Required work> Every line below between the line holding "u.id == id))" and the line holding "use crate::ids::RequestId;", inclusive, should be repeated exactly, and all other lines omitted.

[Recorded data]

============================================================

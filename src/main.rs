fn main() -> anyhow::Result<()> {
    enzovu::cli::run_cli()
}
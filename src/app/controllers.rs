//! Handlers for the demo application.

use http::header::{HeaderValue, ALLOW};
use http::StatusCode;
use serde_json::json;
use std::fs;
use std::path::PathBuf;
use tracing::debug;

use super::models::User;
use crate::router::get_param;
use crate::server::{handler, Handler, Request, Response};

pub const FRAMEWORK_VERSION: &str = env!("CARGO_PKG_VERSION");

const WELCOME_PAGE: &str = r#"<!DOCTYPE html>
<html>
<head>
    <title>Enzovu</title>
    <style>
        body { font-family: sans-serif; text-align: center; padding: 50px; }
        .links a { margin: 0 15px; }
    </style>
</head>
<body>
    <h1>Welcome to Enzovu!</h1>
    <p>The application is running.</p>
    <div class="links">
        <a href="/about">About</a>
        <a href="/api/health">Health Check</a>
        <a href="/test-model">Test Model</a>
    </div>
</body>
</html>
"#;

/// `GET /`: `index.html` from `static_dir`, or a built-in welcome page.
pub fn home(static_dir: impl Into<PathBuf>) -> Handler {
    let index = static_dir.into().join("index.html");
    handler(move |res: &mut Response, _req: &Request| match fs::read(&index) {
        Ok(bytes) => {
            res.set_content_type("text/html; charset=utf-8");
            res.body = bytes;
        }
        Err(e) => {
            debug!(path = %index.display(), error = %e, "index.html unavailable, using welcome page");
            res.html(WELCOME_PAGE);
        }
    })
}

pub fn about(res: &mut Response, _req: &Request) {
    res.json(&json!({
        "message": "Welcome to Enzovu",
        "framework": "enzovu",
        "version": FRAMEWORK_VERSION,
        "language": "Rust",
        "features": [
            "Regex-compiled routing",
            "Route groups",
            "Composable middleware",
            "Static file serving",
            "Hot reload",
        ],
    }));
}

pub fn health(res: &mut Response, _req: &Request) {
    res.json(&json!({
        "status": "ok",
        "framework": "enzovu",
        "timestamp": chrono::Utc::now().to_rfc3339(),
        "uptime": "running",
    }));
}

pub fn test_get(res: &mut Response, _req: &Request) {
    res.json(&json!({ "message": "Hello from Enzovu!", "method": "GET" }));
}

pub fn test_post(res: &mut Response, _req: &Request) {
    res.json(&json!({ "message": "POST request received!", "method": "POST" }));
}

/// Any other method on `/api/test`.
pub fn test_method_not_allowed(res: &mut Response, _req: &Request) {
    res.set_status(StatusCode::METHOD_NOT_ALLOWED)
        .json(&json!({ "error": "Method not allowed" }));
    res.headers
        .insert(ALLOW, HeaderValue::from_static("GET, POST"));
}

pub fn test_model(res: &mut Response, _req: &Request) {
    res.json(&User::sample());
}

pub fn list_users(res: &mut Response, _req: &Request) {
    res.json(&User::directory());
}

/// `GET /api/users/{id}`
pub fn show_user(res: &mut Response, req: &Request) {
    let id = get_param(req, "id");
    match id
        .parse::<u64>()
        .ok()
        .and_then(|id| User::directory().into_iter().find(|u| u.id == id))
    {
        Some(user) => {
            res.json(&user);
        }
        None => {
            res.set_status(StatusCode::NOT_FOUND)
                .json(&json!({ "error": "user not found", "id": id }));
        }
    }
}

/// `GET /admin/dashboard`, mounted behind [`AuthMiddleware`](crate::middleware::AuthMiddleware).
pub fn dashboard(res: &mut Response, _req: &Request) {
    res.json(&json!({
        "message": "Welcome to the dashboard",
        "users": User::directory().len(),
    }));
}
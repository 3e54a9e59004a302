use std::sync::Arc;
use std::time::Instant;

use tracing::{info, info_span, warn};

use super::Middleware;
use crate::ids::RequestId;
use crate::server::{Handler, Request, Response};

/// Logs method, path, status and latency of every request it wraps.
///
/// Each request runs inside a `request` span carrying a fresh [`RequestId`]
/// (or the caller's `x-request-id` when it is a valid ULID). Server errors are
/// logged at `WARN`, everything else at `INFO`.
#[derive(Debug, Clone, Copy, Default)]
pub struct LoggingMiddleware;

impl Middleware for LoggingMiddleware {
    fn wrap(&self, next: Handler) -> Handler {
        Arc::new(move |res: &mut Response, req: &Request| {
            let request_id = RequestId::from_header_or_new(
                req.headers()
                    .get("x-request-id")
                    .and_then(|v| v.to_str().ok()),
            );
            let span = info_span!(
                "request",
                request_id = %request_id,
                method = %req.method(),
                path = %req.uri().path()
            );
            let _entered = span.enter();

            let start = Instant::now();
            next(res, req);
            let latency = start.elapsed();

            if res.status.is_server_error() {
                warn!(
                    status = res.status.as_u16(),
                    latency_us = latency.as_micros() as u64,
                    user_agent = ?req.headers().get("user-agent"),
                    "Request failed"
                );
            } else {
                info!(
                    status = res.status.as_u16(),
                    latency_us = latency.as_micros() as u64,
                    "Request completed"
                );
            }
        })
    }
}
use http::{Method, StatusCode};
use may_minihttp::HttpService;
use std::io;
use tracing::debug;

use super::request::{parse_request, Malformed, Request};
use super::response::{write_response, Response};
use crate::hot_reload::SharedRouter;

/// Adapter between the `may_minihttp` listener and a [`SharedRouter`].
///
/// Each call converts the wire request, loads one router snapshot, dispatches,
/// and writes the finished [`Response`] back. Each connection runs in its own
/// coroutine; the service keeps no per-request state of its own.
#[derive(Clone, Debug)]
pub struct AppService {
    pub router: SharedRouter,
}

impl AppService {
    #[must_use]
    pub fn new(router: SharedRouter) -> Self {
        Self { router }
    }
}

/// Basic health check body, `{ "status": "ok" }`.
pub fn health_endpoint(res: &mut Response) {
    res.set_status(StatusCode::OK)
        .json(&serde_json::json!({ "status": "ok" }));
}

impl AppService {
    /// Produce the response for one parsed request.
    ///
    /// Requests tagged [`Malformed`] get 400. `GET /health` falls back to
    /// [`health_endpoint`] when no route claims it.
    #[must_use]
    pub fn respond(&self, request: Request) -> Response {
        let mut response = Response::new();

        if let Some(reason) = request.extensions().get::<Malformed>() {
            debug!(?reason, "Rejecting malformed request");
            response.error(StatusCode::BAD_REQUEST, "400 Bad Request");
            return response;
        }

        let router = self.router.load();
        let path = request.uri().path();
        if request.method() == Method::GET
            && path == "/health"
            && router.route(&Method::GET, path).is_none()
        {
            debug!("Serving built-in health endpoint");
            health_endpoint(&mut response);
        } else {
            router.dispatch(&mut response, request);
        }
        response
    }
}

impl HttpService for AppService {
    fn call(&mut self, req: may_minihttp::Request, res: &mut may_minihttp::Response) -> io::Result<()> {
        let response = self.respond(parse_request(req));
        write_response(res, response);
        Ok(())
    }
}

============================================================

Result>
        .and_then(|id| User::directory().into_iter().find(|u| u.id == id))
    {
        Some(user) => {
            res.json(&user);
        }
        None => {
            res.set_status(StatusCode::NOT_FOUND)
                .json(&json!({ "error": "user not found", "id": id }));
        }
    }
}

/// `GET /admin/dashboard`, mounted behind [`AuthMiddleware`](crate::middleware::AuthMiddleware).
pub fn dashboard(res: &mut Response, _req: &Request) {
    res.json(&json!({
        "message": "Welcome to the dashboard",
        "users": User::directory().len(),
    }));
}
repository 3e54a9e59004a302
use std::sync::Arc;
use std::time::Instant;

use tracing::{info, info_span, warn};

use super::Middleware;
use crate::ids::RequestId;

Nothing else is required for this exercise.